Buyer Enablement Video
Take video, for example. What is a logical objective for a video designed for buyer enablement? It might not be “describe key features and benefits” — not all members of a buying team care about the same features and benefits. More targeted objectives might be:
Clear up common misconceptions
Answer a frequently asked question
Show how easy it is to do an important task
Explain why we think the way we do
Provide reassurance on a key issue
If meeting objectives like these is really going to help out the buyer, you don’t want to keep her waiting. You’ll want your video to come to the point quickly, and stop there.

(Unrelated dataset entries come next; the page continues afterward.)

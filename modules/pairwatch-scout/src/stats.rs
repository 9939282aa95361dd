use std::time::Duration;

use uuid::Uuid;

/// Counters from one extraction cycle.
#[derive(Debug, Clone)]
pub struct CycleStats {
    pub cycle_id: Uuid,
    pub raw: usize,
    pub new: usize,
    pub loaded: u64,
    pub duration: Duration,
}

impl CycleStats {
    pub fn start() -> Self {
        Self {
            cycle_id: Uuid::new_v4(),
            raw: 0,
            new: 0,
            loaded: 0,
            duration: Duration::ZERO,
        }
    }
}

impl std::fmt::Display for CycleStats {
    fn fmt(&self, f: &mut std::fmt::Formatter<'_>) -> std::fmt::Result {
        write!(
            f,
            "cycle {} | raw {} | new {} | loaded {} | {:.2}s",
            self.cycle_id,
            self.raw,
            self.new,
            self.loaded,
            self.duration.as_secs_f64()
        )
    }
}

/// Counters from one token-update run.
#[derive(Debug, Default, Clone)]
pub struct UpdateStats {
    pub statuses: Vec<&'static str>,
    pub addresses: usize,
    pub updates: usize,
    pub kept: usize,
    pub loaded: u64,
    pub duration: Duration,
}

impl std::fmt::Display for UpdateStats {
    fn fmt(&self, f: &mut std::fmt::Formatter<'_>) -> std::fmt::Result {
        writeln!(f, "\n=== Token Update Complete ===")?;
        writeln!(f, "Statuses:   {}", self.statuses.join(", "))?;
        writeln!(f, "Addresses:  {}", self.addresses)?;
        writeln!(f, "Updates:    {}", self.updates)?;
        writeln!(f, "Kept:       {}", self.kept)?;
        writeln!(f, "Loaded:     {}", self.loaded)?;
        write!(f, "Duration:   {:.2}s", self.duration.as_secs_f64())
    }
}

The DemandGen 2018 B2B Buyers Survey Report is out. Among the findings that might surprise you is this: the role of sales is critical early in the sales process. Yes, buyers are spending even more time doing research on their own, and the buying team is bigger, and the purchase cycle is longer. Nevertheless, a month or two into the purchase process, buyers look to sales to deliver the content and additional information that speaks to their specific needs, industry and business challenges. The survey doesn’t differentiate content types, but snackable video content should certainly be in the mix.
Buyers’ top concerns
Respondents’ top concerns were ‘deployment time/ease of use’ (77%), ‘features/functionality’ (72%) and ’solved a pain point’ (71%). Deployment tends to get little coverage in product videos (beyond assertions that it’s easy). Clearly buyers have an appetite for details about deployment. There ought to be video on the subject.

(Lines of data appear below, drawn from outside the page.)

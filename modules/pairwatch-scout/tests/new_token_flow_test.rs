//! End-to-end runs of the new-token pipeline against in-memory seams.
//!
//! Each test drives `Pipeline::run_cycle` with scripted feed responses and
//! checks what reaches the sink and what survives in the seen file.

use std::sync::Arc;
use std::time::Duration;

use gmgn_client::FetchOutcome;
use pairwatch_scout::testing::{pairs_body, MockFeed, MockRotator, MockSink};
use pairwatch_scout::{Pipeline, PipelineSettings, TokenFilter};

fn settings(width: usize) -> PipelineSettings {
    PipelineSettings {
        fetch_width: width,
        load_batch_size: 50,
        sleep_min: Duration::ZERO,
        sleep_max: Duration::ZERO,
        error_cooldown: Duration::ZERO,
    }
}

fn pipeline(feed: Vec<FetchOutcome>, sink: Arc<MockSink>, filter: TokenFilter, width: usize) -> Pipeline {
    Pipeline::new(
        Arc::new(MockRotator::new()),
        Arc::new(MockFeed::new(feed)),
        sink,
        filter,
        settings(width),
    )
}

fn loaded_addresses(sink: &MockSink) -> Vec<String> {
    sink.rows()
        .iter()
        .map(|r| r["address"].as_str().unwrap().to_string())
        .collect()
}

#[tokio::test]
async fn seen_tokens_survive_restart() {
    let dir = tempfile::tempdir().unwrap();
    let seen_path = dir.path().join("seen.json");

    let sink = Arc::new(MockSink::new());
    let mut first = pipeline(
        vec![FetchOutcome::Success(pairs_body(&["0xAA", "0xaa ", "0xBB"]))],
        sink.clone(),
        TokenFilter::open(&seen_path, 100),
        1,
    );
    let stats = first.run_cycle().await.unwrap();
    assert_eq!(stats.loaded, 2);
    drop(first);

    let restarted_sink = Arc::new(MockSink::new());
    let mut second = pipeline(
        vec![FetchOutcome::Success(pairs_body(&["0xAA", "0xBB", "0xCC"]))],
        restarted_sink.clone(),
        TokenFilter::open(&seen_path, 100),
        1,
    );
    let stats = second.run_cycle().await.unwrap();

    assert_eq!((stats.raw, stats.new, stats.loaded), (3, 1, 1));
    assert_eq!(loaded_addresses(&restarted_sink), vec!["0xCC"]);
}

#[tokio::test]
async fn parallel_fetches_are_deduplicated_across_responses() {
    let dir = tempfile::tempdir().unwrap();
    let sink = Arc::new(MockSink::new());
    let mut pipeline = pipeline(
        vec![
            FetchOutcome::Success(pairs_body(&["0x1", "0x2"])),
            FetchOutcome::Success(pairs_body(&["0x2", "0x3"])),
            FetchOutcome::RetryableFailure("timeout".into()),
        ],
        sink.clone(),
        TokenFilter::open(dir.path().join("seen.json"), 100),
        3,
    );

    let stats = pipeline.run_cycle().await.unwrap();

    assert_eq!(stats.raw, 4);
    assert_eq!(stats.new, 3);
    let mut addresses = loaded_addresses(&sink);
    addresses.sort();
    assert_eq!(addresses, vec!["0x1", "0x2", "0x3"]);
}

#[tokio::test]
async fn tracking_stays_bounded_over_many_cycles() {
    let dir = tempfile::tempdir().unwrap();
    let sink = Arc::new(MockSink::new());

    let batches: Vec<Vec<String>> = (0..3)
        .map(|c| (0..30).map(|i| format!("0x{c}{i:02}")).collect())
        .collect();
    let feed = batches
        .iter()
        .map(|b| {
            let refs: Vec<&str> = b.iter().map(String::as_str).collect();
            FetchOutcome::Success(pairs_body(&refs))
        })
        .collect();

    let mut pipeline = pipeline(
        feed,
        sink.clone(),
        TokenFilter::open(dir.path().join("seen.json"), 50),
        1,
    );

    for _ in 0..3 {
        let stats = pipeline.run_cycle().await.unwrap();
        assert_eq!(stats.new, 30);
        assert!(pipeline.filter().seen().len() <= 50);
    }

    assert_eq!(pipeline.filter().seen().len(), 50);
    assert_eq!(sink.rows().len(), 90);
}

#[tokio::test]
async fn empty_feed_loads_nothing() {
    let dir = tempfile::tempdir().unwrap();
    let sink = Arc::new(MockSink::new());
    let mut pipeline = pipeline(
        vec![FetchOutcome::RetryableFailure("blocked".into())],
        sink.clone(),
        TokenFilter::open(dir.path().join("seen.json"), 100),
        1,
    );

    let stats = pipeline.run_cycle().await.unwrap();

    assert_eq!((stats.raw, stats.new, stats.loaded), (0, 0, 0));
    assert_eq!(sink.load_calls(), 0);
}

While most technology companies do have text and video content that speaks to industry-specific features and pain points — much of it is the opposite of snackable. For every buying team member who wants to spend 40 minutes with a webinar, there are undoubtedly several who would watch five minutes of highlights.

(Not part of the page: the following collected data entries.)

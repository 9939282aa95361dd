pub mod config;
pub mod error;
pub mod logging;
pub mod types;

pub use config::Config;
pub use error::{ConfigError, RecordError};
pub use types::*;
/// Result type alias for store operations.
pub type Result<T> = std::result::Result<T, StoreError>;

#[derive(Debug, thiserror::Error)]
pub enum StoreError {
    #[error("Table {0} not found or has no columns")]
    MissingTable(String),

    #[error("Column '{column}' contains an invalid numeric value for address {address}")]
    InvalidNumeric { column: String, address: String },

    #[error("Database error: {0}")]
    Database(#[from] sqlx::Error),

    #[error("Migration error: {0}")]
    Migrate(#[from] sqlx::migrate::MigrateError),
}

“Are Salespeople Relevant to the Modern Buyer?” is the question posed in an article by Tamara Schenck about about CSO Insights’ 2018 Buyer Preferences Study. At first glance, its results seem to say “Not really.” Most buyers only engage with salespeople after they have identified their needs. Many buyers have already identified a solution before engaging with sales. So, what are the implications for sales communication content, and for video content in sales communication in particular?
Salespeople are playing catchup
Most buyers only engage with salespeople when they have fully identified their needs — and many identify solutions before they engage with sales. Source
Schenk’s most telling point is that the later salespeople are engaged, the more they have to catch up. Differentiation becomes difficult because “there is less time and space to inspire with creativity.”
What can inspire with creativity? Well, there’s often a great deal of creativity packed in blog articles, white papers, research reports and the like — traditional mid- and late-funnel content. But it may go unshared. It may go unnoticed because buyers never see this content or don’t immediately recognize its relevance.
Sales enablement: the case for video in sales communication
Sales enablement programs, Schenk argues, should ensure that salespeople have individualized “value messages” — inspiring ideas about the buyer’s issues — for each phase of the customer’s path, and relevant to buyer roles and industries.
That’s a tall order, but it helps make the case for video in sales communication. After all, not everyone needs to read the complete article or white paper to be inspired by its best ideas. Video is one of the two most effective content types later in the sales process, according to sales enablement research by Seismic’s SAVO Group. The other is case studies. And video makes it easy for a champion to share information as part of an internal evangelization effort. (Here’s a ~30-second video that makes the case for sharing videos later in the sales process.)
When Gartner technology marketing analyst Todd Berkowitz evaluated his “10 Fearless Predictions for B2B Tech Sales and Marketing in 2017” at the end of the year, he decided that he had been “completely right” in predicting that “Tech Providers Will Pay Far More Attention to Sales Enablement.” He deemed the prediction “Content Creation Will Re-Balance With More Focus Towards Mid and Late-Funnel” only “somewhat right.” While Gartner clients agreed that influencing buyers later in the process is critical, most admitted they had not significantly shifted the focus of content creation.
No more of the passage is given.